(Stored items)
-=-=-=-=-
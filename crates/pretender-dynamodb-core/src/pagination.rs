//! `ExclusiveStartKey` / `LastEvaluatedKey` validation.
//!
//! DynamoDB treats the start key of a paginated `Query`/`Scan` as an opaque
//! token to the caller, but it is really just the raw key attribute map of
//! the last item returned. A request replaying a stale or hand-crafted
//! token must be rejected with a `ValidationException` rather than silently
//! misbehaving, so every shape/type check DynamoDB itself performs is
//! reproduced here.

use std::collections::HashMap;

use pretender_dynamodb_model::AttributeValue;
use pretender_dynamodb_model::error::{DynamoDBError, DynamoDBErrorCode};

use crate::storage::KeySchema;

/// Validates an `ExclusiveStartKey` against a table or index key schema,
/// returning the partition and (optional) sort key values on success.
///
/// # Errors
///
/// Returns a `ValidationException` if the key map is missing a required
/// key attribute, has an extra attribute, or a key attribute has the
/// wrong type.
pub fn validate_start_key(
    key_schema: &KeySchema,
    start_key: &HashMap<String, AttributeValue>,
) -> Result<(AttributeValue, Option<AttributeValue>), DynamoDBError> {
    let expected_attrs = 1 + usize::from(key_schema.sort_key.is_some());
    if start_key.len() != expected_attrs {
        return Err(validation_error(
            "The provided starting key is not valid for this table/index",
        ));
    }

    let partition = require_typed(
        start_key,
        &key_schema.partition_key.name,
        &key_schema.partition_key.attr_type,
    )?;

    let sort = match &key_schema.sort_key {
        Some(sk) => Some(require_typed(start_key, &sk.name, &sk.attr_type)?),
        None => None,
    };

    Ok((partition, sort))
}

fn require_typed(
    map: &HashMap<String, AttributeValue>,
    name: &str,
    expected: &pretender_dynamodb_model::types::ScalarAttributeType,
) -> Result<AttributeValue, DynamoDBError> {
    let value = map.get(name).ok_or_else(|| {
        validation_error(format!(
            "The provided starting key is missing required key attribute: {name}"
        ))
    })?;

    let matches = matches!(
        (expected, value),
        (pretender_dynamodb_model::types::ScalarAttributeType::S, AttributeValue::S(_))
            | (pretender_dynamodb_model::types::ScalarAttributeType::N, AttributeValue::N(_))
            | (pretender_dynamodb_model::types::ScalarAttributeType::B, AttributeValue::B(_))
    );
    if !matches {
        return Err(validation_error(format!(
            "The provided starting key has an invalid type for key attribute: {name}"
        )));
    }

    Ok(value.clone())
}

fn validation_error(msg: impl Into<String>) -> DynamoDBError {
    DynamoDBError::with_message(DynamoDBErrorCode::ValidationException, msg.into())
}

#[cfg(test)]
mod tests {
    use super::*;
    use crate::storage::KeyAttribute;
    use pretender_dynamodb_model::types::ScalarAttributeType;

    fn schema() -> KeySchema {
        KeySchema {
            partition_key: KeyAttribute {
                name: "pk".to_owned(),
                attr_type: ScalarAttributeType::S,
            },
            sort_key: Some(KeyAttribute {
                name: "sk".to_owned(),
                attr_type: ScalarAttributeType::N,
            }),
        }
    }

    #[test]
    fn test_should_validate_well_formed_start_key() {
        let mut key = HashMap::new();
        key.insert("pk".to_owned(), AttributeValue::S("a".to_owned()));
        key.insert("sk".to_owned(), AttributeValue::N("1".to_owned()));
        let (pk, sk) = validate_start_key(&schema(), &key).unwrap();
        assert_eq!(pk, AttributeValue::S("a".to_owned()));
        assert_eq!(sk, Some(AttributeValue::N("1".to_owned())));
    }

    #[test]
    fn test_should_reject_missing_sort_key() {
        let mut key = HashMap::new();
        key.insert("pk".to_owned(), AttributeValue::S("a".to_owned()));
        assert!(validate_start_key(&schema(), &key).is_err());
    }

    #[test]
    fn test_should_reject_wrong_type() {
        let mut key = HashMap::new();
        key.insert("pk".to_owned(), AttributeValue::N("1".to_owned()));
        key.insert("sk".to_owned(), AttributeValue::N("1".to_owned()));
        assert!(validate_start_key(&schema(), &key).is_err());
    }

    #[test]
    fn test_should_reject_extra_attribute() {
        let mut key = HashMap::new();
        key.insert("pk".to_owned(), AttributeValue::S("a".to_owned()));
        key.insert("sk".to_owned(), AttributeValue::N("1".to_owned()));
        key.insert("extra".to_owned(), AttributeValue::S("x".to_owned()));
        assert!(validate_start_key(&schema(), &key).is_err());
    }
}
-=-=-=-=-
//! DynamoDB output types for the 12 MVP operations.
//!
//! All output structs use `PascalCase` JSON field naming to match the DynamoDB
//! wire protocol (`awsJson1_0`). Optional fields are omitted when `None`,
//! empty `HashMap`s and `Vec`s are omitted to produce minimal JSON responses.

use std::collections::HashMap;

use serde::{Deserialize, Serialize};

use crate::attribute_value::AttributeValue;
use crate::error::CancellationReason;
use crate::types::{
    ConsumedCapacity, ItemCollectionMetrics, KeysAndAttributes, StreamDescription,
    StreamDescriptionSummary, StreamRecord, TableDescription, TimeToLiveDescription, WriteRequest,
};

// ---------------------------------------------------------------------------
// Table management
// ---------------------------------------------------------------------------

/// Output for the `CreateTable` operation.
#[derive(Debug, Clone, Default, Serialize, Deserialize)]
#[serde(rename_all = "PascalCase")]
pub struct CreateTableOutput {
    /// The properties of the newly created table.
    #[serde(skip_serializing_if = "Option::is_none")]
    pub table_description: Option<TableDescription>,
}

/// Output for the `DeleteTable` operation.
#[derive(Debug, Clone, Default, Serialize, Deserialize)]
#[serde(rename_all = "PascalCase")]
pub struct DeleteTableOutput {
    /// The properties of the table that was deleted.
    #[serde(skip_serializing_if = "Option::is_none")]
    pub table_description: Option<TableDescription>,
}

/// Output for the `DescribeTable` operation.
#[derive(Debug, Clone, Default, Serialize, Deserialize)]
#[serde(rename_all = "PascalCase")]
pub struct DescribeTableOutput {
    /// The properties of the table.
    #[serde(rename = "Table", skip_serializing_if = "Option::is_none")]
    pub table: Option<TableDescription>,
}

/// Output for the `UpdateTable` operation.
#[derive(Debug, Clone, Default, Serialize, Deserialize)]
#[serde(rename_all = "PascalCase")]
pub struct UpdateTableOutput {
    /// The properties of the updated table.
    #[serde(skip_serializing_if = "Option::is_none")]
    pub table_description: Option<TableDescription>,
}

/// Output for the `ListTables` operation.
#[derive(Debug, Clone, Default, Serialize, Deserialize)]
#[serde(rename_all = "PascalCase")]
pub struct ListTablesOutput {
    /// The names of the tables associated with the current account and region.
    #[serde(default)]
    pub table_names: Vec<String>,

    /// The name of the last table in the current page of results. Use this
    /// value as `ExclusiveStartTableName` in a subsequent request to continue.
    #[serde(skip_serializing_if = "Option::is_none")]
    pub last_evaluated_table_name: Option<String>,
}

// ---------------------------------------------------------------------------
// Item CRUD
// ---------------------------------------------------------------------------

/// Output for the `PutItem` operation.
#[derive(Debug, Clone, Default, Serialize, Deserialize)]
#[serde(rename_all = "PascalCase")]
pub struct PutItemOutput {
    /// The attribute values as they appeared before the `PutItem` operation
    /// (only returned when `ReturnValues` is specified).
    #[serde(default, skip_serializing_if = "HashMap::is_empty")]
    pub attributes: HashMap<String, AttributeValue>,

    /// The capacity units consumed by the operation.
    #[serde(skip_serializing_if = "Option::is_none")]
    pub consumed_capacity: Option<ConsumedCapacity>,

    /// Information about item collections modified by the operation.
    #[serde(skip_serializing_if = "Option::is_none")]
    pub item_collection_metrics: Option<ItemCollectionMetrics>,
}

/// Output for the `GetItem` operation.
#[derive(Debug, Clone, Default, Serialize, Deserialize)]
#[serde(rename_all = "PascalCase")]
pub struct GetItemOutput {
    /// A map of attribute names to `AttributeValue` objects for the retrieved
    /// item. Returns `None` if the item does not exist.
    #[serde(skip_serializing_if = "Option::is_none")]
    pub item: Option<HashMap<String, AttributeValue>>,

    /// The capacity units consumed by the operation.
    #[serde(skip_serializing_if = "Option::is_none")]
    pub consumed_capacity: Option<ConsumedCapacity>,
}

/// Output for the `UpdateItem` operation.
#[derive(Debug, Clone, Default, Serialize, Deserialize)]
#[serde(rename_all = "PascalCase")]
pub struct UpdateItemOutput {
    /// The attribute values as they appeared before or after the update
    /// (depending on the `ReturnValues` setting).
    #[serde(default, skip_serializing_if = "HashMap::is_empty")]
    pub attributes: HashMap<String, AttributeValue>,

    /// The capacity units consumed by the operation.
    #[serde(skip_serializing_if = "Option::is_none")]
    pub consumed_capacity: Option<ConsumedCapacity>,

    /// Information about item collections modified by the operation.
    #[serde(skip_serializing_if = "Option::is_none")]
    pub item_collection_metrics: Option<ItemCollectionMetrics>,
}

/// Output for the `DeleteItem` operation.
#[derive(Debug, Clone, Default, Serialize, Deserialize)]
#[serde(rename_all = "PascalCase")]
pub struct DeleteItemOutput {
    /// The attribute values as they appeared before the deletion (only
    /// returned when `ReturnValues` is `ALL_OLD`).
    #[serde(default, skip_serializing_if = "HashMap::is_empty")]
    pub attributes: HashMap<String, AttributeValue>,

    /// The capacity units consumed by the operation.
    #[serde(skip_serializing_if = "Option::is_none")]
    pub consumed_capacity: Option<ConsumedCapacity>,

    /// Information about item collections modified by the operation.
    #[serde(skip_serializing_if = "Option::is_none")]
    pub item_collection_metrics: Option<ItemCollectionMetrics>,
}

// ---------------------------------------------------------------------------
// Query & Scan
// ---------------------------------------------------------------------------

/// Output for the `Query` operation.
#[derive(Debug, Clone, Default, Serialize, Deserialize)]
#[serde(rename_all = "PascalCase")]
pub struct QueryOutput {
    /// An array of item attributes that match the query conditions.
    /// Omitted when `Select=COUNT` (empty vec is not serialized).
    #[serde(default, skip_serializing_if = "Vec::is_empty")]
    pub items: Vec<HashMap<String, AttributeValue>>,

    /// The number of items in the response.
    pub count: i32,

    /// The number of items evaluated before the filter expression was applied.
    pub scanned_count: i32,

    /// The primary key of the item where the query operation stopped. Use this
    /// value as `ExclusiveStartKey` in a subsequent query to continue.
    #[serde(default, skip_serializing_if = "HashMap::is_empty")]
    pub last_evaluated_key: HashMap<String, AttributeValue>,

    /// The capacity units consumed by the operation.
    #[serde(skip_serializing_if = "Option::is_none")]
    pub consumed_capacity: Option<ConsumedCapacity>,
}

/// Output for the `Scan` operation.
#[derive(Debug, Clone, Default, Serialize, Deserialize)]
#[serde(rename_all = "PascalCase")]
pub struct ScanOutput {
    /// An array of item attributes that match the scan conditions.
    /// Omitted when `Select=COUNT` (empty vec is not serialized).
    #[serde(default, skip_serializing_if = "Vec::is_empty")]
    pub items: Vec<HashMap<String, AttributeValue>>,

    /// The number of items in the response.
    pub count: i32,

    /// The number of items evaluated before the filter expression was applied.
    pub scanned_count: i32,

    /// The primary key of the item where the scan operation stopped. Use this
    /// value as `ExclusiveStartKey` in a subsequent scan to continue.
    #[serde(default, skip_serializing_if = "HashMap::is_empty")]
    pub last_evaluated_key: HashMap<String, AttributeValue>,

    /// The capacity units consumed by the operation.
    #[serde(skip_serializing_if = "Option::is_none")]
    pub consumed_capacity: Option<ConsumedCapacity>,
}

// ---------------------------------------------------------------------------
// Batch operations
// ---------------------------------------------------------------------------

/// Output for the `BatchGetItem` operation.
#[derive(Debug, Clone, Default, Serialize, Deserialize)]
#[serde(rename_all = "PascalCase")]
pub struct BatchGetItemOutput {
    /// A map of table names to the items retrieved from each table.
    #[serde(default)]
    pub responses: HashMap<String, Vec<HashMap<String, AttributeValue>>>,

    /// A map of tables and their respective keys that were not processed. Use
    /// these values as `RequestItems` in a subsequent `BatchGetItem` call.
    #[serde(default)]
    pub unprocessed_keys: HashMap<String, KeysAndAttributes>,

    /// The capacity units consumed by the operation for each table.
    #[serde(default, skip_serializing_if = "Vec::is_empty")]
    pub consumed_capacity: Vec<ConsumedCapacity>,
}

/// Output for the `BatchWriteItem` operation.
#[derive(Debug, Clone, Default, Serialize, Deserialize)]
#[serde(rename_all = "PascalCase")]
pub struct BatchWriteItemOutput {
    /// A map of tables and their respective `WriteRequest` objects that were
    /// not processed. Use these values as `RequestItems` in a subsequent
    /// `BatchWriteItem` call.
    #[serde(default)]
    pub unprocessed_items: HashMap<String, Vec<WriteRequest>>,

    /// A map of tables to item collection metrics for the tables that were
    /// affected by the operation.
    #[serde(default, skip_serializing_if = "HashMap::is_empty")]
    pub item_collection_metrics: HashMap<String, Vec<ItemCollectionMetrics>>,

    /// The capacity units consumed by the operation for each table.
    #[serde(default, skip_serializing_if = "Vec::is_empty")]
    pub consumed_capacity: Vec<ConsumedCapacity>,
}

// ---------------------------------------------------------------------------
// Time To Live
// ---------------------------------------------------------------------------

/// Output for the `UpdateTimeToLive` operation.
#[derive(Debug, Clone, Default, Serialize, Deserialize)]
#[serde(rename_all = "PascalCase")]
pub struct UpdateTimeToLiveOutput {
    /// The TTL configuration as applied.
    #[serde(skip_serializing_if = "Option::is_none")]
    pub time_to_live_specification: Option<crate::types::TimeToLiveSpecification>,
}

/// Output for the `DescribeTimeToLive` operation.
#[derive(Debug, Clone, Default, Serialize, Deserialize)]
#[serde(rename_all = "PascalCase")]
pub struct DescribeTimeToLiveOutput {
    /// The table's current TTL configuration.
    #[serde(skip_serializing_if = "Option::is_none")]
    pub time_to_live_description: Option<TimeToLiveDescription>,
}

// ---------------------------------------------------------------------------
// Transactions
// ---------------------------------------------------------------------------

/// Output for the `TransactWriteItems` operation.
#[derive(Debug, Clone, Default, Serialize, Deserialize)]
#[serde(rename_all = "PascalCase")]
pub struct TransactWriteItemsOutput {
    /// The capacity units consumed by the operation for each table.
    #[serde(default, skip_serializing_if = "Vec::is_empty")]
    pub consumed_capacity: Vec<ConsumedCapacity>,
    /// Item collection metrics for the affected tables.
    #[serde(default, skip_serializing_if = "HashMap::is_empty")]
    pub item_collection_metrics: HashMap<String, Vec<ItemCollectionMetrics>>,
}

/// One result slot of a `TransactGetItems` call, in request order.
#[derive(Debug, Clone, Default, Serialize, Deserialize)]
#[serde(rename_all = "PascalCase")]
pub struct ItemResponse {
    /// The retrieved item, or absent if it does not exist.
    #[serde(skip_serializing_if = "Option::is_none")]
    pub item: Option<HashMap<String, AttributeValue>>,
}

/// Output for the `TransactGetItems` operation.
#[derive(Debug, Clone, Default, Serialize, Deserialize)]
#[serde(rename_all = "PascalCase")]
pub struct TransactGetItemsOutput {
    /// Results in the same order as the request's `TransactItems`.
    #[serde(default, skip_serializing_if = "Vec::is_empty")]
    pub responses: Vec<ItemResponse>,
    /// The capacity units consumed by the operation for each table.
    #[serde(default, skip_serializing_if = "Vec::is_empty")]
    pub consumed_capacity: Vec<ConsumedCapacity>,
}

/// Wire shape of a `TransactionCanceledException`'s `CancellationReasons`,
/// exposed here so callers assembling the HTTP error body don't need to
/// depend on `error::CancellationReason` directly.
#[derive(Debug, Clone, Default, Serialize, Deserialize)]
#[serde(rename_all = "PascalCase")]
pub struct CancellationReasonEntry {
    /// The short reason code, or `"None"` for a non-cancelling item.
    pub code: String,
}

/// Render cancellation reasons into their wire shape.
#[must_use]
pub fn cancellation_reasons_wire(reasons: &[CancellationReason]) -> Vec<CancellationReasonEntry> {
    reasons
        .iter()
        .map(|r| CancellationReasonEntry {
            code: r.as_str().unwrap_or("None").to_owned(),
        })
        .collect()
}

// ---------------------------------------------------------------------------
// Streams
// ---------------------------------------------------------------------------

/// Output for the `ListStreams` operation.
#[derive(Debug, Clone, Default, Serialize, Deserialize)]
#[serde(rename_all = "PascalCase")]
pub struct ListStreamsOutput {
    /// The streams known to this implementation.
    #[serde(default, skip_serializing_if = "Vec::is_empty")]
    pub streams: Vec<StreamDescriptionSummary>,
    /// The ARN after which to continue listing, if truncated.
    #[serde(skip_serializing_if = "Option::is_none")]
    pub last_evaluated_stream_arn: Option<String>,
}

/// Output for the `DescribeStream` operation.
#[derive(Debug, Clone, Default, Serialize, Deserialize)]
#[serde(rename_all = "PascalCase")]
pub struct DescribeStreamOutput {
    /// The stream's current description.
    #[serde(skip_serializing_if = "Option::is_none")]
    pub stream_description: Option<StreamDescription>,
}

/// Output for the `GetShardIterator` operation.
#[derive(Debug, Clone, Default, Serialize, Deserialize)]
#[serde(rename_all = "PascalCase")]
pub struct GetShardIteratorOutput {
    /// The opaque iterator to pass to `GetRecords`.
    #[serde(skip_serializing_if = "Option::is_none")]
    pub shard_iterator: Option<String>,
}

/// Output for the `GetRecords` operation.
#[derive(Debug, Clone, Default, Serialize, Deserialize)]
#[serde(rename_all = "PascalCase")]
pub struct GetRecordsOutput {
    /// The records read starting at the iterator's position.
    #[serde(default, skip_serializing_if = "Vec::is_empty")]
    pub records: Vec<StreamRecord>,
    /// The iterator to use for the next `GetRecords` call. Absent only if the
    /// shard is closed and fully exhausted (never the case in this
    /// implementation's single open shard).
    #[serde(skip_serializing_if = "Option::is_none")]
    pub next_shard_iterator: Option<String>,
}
-=-=-=-=-
EXERCISE DIRECTIONS: Determine which lines above include the word "opaque", and report those lines in full.

YOUR RESPONSE:
//! DynamoDB treats the start key of a paginated `Query`/`Scan` as an opaque
    /// The opaque iterator to pass to `GetRecords`.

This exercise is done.